Assignment: Scan the records below for the line containing "if let Err(err) = self.handshake()" and the line containing "stats.last_sync_time = Some(Instant::now());". Copy both, plus every line between, exactly.

Extracted data:
◇ ◇ ◇ ◇ ◇ ◇ ◇

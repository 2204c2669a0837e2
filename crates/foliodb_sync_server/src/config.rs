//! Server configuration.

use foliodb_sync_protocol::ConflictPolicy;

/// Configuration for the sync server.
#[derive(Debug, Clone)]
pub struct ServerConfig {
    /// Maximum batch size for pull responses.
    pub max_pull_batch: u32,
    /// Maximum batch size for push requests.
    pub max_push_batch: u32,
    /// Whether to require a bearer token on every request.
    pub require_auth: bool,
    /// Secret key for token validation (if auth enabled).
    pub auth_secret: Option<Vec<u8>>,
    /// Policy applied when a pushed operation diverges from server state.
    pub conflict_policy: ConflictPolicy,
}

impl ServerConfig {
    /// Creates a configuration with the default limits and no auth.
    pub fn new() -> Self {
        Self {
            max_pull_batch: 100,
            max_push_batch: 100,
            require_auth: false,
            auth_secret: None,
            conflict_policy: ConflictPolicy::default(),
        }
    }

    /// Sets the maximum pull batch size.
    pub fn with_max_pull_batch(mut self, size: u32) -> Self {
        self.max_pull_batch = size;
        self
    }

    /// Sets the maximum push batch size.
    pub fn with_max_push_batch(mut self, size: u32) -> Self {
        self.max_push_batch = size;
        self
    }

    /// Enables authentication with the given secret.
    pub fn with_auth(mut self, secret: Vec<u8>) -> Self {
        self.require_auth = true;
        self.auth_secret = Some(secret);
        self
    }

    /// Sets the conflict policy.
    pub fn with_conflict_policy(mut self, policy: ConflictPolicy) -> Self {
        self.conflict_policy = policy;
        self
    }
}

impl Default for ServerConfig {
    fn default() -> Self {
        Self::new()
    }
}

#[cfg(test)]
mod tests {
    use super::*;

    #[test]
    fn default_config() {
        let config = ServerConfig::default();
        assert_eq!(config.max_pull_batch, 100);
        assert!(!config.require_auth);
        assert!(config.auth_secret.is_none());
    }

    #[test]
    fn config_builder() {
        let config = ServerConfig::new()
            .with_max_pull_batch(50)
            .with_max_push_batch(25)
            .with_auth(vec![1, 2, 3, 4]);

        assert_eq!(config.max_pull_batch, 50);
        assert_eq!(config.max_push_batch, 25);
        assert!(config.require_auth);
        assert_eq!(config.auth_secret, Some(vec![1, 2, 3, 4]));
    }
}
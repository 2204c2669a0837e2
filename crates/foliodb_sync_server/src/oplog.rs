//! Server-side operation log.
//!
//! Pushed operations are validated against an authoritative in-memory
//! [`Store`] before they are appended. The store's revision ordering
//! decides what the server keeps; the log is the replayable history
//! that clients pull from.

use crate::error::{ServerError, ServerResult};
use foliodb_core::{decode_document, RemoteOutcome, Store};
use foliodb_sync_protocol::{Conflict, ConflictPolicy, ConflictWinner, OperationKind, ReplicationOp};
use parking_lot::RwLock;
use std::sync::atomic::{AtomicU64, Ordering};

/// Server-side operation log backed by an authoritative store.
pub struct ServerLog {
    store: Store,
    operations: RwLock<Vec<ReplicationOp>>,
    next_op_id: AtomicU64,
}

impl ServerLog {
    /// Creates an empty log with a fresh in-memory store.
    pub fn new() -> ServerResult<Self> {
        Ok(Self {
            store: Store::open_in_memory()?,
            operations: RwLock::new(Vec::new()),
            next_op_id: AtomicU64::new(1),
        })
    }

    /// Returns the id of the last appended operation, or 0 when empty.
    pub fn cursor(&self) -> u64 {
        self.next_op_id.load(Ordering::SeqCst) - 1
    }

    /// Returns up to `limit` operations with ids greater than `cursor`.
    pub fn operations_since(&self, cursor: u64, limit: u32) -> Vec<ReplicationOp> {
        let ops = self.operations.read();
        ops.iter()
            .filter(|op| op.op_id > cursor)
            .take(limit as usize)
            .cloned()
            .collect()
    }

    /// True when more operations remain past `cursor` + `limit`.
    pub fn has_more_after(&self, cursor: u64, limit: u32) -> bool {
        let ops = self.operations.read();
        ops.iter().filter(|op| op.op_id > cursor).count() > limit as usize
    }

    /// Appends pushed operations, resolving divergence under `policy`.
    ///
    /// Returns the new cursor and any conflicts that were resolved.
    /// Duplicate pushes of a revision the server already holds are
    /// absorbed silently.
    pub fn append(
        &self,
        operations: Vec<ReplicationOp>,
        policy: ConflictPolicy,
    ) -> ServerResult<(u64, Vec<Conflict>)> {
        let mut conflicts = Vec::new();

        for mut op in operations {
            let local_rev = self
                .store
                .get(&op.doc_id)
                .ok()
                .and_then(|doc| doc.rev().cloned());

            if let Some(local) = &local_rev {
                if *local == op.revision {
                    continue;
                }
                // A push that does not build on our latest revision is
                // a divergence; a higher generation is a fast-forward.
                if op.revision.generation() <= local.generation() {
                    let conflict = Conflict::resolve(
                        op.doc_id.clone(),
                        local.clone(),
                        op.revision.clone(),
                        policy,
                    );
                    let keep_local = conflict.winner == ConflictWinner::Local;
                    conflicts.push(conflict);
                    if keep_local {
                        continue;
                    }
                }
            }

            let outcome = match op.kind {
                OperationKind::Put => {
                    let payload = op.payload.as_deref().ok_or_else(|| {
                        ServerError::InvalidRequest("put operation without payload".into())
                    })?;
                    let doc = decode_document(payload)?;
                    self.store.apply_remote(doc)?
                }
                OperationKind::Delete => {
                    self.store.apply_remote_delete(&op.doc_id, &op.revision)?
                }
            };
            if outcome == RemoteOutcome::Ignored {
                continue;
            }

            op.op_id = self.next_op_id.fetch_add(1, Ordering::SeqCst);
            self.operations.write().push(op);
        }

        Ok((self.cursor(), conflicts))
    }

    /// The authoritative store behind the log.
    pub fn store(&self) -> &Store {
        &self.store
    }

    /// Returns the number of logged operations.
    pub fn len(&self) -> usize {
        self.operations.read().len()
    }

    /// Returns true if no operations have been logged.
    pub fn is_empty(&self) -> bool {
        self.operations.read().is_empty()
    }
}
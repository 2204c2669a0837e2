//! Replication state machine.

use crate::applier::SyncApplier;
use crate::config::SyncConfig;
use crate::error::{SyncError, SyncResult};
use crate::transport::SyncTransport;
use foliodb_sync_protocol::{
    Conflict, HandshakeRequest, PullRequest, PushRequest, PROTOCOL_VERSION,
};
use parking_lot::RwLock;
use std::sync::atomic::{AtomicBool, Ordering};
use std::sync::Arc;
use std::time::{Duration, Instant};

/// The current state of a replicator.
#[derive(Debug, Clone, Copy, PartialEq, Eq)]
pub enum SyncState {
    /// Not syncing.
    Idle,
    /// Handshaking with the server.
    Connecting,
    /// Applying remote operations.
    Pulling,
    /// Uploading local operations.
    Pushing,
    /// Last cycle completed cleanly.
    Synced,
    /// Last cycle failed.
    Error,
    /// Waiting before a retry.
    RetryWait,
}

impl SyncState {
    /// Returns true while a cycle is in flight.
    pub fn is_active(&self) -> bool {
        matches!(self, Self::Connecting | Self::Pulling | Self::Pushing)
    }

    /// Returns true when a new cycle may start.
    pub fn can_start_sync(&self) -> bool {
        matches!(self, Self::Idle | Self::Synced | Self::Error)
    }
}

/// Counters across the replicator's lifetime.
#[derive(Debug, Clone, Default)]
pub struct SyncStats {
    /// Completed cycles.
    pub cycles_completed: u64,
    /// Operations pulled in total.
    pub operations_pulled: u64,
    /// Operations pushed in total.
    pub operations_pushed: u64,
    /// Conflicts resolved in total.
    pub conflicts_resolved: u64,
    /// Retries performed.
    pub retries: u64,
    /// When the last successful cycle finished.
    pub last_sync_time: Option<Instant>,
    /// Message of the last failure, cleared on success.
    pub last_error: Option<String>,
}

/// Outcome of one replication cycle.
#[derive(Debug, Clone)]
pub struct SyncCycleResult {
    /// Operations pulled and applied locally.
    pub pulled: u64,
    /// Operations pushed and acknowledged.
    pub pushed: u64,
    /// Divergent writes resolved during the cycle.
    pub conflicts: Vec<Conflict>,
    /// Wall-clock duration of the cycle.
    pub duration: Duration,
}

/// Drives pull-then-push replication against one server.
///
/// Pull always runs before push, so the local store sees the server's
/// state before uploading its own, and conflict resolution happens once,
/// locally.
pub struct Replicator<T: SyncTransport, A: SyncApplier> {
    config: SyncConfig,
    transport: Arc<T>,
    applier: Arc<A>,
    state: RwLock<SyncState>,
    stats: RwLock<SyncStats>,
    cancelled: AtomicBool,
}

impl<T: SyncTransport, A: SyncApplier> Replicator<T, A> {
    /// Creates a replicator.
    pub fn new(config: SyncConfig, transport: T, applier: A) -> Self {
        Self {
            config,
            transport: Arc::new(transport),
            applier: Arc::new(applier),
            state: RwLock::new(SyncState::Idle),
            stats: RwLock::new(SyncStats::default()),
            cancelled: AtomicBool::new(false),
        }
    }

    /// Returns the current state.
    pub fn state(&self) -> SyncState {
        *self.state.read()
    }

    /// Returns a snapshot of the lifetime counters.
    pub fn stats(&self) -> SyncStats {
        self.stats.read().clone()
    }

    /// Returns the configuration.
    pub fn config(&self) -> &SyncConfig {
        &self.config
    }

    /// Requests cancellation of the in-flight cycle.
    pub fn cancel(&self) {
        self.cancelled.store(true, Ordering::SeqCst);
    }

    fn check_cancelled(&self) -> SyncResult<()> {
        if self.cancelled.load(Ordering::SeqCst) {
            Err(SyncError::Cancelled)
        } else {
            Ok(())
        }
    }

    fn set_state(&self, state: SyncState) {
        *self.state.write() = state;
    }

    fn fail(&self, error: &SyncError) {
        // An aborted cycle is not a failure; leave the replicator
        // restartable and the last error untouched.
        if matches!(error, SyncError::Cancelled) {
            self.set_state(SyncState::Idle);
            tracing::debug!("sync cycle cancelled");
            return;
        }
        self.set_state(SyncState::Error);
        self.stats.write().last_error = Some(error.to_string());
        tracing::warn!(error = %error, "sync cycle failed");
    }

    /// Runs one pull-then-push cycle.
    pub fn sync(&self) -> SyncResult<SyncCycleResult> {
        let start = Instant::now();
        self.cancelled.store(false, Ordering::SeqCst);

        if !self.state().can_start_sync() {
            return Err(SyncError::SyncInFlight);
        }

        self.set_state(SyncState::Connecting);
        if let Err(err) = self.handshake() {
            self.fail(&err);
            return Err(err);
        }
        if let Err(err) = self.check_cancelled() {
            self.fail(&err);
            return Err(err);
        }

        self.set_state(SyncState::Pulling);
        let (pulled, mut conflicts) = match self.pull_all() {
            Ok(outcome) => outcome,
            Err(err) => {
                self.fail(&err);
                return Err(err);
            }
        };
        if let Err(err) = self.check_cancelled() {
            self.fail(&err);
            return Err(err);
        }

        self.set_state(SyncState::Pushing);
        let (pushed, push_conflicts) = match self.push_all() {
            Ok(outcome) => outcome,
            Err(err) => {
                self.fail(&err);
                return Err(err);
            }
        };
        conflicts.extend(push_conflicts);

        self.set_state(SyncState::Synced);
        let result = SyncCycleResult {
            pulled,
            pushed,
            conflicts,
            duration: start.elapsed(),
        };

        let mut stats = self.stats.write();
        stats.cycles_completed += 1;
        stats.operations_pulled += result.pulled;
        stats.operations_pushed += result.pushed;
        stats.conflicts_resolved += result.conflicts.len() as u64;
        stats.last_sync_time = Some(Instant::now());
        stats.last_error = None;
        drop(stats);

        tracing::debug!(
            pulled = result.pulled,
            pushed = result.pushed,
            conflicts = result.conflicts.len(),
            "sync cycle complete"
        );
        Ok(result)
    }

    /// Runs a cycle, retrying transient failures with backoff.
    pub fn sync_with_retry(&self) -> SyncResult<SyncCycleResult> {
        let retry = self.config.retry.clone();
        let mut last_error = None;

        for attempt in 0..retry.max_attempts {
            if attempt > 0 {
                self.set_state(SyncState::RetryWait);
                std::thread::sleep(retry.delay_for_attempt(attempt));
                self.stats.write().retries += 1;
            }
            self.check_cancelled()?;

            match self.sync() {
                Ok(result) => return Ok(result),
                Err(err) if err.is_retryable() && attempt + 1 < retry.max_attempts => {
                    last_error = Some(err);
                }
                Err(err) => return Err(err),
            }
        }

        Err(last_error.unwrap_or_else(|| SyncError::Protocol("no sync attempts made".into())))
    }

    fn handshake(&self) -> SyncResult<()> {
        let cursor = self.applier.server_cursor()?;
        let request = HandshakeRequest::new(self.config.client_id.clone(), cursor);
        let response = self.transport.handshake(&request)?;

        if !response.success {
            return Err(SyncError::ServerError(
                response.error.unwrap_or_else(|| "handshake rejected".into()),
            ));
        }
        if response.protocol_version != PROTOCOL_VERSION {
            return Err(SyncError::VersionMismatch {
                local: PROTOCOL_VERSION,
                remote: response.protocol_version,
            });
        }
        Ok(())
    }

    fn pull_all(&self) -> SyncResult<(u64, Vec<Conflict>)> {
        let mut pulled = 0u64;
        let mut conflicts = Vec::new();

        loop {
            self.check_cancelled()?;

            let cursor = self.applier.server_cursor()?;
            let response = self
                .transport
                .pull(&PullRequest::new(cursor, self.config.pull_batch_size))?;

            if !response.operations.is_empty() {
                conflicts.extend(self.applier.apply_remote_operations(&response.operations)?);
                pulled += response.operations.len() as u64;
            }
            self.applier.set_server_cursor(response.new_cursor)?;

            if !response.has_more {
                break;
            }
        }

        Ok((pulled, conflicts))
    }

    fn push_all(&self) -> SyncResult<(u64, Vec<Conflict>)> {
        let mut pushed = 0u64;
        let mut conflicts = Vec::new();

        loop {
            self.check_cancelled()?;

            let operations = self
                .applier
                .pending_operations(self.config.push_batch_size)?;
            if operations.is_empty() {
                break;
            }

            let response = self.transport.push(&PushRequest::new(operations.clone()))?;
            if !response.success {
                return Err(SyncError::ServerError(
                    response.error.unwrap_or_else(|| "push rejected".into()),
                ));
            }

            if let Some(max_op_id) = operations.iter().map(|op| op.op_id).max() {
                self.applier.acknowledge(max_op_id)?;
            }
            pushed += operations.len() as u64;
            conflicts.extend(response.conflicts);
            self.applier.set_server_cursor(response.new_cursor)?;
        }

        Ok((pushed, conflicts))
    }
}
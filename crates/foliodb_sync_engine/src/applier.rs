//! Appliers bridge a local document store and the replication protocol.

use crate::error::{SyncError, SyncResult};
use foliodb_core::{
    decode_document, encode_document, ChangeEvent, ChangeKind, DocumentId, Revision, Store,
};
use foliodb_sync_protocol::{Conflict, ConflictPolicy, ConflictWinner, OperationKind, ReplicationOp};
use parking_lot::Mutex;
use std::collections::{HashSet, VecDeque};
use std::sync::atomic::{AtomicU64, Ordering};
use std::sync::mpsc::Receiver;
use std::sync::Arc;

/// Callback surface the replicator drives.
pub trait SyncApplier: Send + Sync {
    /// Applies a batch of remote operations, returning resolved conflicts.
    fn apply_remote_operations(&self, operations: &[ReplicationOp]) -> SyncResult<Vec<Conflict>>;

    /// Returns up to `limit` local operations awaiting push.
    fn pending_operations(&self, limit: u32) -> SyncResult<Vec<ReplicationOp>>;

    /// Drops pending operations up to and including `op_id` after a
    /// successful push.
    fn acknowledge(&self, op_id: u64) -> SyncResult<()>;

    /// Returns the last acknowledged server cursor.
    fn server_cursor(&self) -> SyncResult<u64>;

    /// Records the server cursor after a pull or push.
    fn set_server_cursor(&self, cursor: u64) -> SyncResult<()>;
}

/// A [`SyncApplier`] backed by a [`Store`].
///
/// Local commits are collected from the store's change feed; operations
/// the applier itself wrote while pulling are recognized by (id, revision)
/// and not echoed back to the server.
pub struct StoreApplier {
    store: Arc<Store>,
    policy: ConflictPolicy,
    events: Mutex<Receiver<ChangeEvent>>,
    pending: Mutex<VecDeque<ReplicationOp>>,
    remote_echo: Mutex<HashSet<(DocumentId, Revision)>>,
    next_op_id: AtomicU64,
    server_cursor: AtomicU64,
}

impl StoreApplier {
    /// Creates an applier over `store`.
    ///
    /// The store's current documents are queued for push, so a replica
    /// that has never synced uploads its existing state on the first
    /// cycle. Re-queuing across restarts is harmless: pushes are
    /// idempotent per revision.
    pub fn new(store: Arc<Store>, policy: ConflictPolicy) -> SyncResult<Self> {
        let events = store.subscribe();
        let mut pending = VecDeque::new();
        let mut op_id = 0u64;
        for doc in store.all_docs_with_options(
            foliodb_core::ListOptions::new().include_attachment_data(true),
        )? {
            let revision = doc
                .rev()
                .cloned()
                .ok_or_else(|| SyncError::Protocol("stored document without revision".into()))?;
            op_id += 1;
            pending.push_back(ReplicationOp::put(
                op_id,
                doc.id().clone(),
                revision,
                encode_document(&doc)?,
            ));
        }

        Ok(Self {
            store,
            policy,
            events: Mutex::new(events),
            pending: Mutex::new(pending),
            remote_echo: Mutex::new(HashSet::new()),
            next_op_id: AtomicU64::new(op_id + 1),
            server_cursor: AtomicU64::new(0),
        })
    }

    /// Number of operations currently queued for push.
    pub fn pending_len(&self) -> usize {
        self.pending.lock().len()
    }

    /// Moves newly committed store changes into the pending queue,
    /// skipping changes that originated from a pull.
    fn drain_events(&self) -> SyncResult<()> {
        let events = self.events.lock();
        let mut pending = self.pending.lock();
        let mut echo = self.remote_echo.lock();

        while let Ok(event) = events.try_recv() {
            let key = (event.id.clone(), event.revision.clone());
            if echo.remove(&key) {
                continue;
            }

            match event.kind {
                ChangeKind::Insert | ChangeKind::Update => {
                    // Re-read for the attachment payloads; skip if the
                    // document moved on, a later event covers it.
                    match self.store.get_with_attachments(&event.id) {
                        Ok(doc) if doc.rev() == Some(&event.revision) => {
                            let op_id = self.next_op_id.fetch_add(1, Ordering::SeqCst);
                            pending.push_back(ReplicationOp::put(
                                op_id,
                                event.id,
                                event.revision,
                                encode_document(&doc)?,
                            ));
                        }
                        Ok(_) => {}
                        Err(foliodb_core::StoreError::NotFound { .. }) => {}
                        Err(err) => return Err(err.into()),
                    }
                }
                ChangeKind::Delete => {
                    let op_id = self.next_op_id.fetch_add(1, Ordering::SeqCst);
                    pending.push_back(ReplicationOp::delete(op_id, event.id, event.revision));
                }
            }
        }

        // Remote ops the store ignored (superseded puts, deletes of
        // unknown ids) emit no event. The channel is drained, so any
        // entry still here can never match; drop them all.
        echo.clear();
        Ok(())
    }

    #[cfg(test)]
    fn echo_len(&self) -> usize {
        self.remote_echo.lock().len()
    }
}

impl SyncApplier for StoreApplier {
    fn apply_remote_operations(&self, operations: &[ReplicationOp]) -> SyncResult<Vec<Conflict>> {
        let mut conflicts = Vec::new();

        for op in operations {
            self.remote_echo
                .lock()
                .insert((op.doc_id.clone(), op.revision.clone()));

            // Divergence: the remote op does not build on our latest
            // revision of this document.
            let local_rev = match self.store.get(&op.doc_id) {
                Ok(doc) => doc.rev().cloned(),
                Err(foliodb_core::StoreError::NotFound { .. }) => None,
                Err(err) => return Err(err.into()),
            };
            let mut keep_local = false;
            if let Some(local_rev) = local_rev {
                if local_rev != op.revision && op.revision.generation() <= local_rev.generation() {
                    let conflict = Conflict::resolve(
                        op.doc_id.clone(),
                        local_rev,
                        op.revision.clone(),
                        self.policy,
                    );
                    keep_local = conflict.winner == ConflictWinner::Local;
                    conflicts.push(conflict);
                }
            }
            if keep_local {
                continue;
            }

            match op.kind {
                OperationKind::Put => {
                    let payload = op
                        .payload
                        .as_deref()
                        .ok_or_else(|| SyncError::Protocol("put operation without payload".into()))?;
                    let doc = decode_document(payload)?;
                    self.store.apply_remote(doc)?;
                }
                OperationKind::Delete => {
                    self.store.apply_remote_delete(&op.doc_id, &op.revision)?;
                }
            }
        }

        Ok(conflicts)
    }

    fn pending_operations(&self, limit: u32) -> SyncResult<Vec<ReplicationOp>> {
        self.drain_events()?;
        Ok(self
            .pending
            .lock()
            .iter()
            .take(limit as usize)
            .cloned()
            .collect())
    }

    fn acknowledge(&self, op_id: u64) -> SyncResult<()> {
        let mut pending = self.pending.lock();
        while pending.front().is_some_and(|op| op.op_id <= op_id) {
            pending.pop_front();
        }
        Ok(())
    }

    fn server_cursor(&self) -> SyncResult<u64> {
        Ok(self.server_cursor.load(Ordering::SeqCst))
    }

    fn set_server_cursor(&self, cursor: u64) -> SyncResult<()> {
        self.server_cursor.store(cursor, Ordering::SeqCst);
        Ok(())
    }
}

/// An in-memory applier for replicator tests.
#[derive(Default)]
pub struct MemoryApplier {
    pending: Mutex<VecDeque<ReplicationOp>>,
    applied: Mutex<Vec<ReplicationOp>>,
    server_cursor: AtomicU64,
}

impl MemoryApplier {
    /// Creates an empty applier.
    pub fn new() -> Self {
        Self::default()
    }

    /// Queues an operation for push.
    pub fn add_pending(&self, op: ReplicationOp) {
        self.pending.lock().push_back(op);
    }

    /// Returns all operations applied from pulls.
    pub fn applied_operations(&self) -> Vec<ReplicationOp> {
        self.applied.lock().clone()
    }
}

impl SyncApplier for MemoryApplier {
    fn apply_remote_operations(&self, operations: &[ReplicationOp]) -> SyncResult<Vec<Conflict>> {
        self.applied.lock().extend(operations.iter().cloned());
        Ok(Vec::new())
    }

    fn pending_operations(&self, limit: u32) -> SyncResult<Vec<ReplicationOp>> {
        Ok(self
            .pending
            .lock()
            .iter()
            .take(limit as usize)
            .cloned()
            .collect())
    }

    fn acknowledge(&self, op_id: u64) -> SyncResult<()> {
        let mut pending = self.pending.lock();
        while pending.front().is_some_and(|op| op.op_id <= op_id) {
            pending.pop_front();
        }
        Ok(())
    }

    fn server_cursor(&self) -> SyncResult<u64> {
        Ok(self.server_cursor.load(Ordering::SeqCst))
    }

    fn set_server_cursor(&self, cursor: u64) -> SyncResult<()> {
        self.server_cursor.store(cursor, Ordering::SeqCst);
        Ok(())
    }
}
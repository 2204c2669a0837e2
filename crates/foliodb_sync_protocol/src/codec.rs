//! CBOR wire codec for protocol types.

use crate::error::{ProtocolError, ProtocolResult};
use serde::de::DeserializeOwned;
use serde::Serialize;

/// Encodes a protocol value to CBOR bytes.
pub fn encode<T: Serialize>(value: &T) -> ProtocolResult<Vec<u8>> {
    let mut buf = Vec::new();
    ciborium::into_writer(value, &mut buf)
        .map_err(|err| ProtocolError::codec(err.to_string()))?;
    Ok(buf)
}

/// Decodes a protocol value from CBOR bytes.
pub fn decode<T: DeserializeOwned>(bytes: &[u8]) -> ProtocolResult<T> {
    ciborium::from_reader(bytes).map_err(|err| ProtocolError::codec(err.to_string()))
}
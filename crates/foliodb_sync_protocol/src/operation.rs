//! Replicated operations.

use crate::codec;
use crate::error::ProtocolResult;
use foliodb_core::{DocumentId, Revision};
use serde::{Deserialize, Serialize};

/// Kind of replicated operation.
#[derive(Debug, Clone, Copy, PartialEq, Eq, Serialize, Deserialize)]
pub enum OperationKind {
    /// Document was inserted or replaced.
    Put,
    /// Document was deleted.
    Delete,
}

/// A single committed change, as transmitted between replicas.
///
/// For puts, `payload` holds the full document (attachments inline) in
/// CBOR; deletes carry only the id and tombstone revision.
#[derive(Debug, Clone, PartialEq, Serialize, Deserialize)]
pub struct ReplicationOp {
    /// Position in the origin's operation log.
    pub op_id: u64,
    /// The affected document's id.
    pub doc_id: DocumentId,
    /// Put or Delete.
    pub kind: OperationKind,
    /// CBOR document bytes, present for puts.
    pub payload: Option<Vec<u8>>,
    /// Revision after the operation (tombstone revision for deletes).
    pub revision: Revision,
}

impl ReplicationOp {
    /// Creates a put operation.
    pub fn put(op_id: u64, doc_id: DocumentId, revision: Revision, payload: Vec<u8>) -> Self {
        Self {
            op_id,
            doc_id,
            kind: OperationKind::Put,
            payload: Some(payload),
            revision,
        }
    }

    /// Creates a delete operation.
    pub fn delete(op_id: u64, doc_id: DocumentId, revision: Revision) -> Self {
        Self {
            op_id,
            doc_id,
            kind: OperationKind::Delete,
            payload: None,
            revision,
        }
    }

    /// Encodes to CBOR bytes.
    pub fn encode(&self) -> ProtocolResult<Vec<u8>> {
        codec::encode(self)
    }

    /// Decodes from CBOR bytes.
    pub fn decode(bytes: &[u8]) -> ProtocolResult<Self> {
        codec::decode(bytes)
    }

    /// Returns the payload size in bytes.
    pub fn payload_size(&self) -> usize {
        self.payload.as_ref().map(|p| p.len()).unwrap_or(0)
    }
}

◇ ◇ ◇ ◇ ◇ ◇ ◇

Exercise output:
        if let Err(err) = self.handshake() {
            self.fail(&err);
            return Err(err);
        }
        if let Err(err) = self.check_cancelled() {
            self.fail(&err);
            return Err(err);
        }

        self.set_state(SyncState::Pulling);
        let (pulled, mut conflicts) = match self.pull_all() {
            Ok(outcome) => outcome,
            Err(err) => {
                self.fail(&err);
                return Err(err);
            }
        };
        if let Err(err) = self.check_cancelled() {
            self.fail(&err);
            return Err(err);
        }

        self.set_state(SyncState::Pushing);
        let (pushed, push_conflicts) = match self.push_all() {
            Ok(outcome) => outcome,
            Err(err) => {
                self.fail(&err);
                return Err(err);
            }
        };
        conflicts.extend(push_conflicts);

        self.set_state(SyncState::Synced);
        let result = SyncCycleResult {
            pulled,
            pushed,
            conflicts,
            duration: start.elapsed(),
        };

        let mut stats = self.stats.write();
        stats.cycles_completed += 1;
        stats.operations_pulled += result.pulled;
        stats.operations_pushed += result.pushed;
        stats.conflicts_resolved += result.conflicts.len() as u64;
        stats.last_sync_time = Some(Instant::now());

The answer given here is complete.